Renn Fayre is an annual three-day celebration that occurs on the campus of Reed College in Portland, Oregon. The
festival was originally a one-day Renaissance Fayre, held during the spring semester for the purpose of recreating the Renaissance era. On the final days of class instruction, seniors march from the library to the registrar's office to celebrate the completion of their theses and to receive congratulations from the institution's President. The parade of students begins a weekend festival that has featured a variety of activities and forms of expression, including a fire show, fireworks, food, a giant slide and skate ramp, handicraft, lube wrestling, nude students covered by blue paint known as "Picts", Glow Opera, and other sports.

==Drug use and controversy==
In 2008, Willamette Week reported on the tolerance of drug use during the festival.
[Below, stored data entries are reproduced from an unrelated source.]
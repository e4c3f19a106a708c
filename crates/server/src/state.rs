//! Application state shared across handlers.

use std::sync::Arc;

use sqlx::PgPool;

use crate::config::ServerConfig;
use crate::services::auth::TokenKeys;
use crate::services::email::EmailService;

/// Error building application state.
#[derive(Debug, thiserror::Error)]
pub enum StateError {
    #[error("invalid SMTP configuration: {0}")]
    Smtp(#[from] lettre::transport::smtp::Error),
}

/// Application state shared across all handlers.
///
/// This struct is cheaply cloneable via `Arc` and provides access to
/// shared resources like database connections and configuration.
#[derive(Clone)]
pub struct AppState {
    inner: Arc<AppStateInner>,
}

struct AppStateInner {
    config: ServerConfig,
    pool: PgPool,
    tokens: TokenKeys,
    mailer: Option<EmailService>,
}

impl AppState {
    /// Create a new application state.
    ///
    /// # Arguments
    ///
    /// * `config` - Server configuration
    /// * `pool` - `PostgreSQL` connection pool
    ///
    /// # Errors
    ///
    /// Returns an error if the SMTP settings are present but invalid.
    pub fn new(config: ServerConfig, pool: PgPool) -> Result<Self, StateError> {
        let tokens = TokenKeys::new(&config.jwt);
        let mailer = config.email.as_ref().map(EmailService::new).transpose()?;

        if mailer.is_none() {
            tracing::warn!("EMAIL_HOST not set, verification codes will be logged instead of mailed");
        }

        Ok(Self {
            inner: Arc::new(AppStateInner {
                config,
                pool,
                tokens,
                mailer,
            }),
        })
    }

    /// Get a reference to the server configuration.
    #[must_use]
    pub fn config(&self) -> &ServerConfig {
        &self.inner.config
    }

    /// Get a reference to the database connection pool.
    #[must_use]
    pub fn pool(&self) -> &PgPool {
        &self.inner.pool
    }

    /// Get the session token keys.
    #[must_use]
    pub fn tokens(&self) -> &TokenKeys {
        &self.inner.tokens
    }

    /// Get the mailer, if SMTP is configured.
    #[must_use]
    pub fn mailer(&self) -> Option<&EmailService> {
        self.inner.mailer.as_ref()
    }
}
The article "inflamed" students and faculty, generating hundreds of comments, some of which were critical of the publication. Willamette Week revisited the story in 2009, concluding that little had changed, with similar activities taking place and a continued tolerance of drug use. In response, the school's spokesman stated: "We have a moral, legal and institutional responsibility to report serious violations. If we didn't see it and nobody points it out to us, we can't do anything. We've taken it seriously in more instances in the past year. We've gotten the Portland PD involved more." The spokesman also insisted that the college improved crowd control by limiting the number of festival participants and examines its alcohol and drug policy on a "pretty regular basis".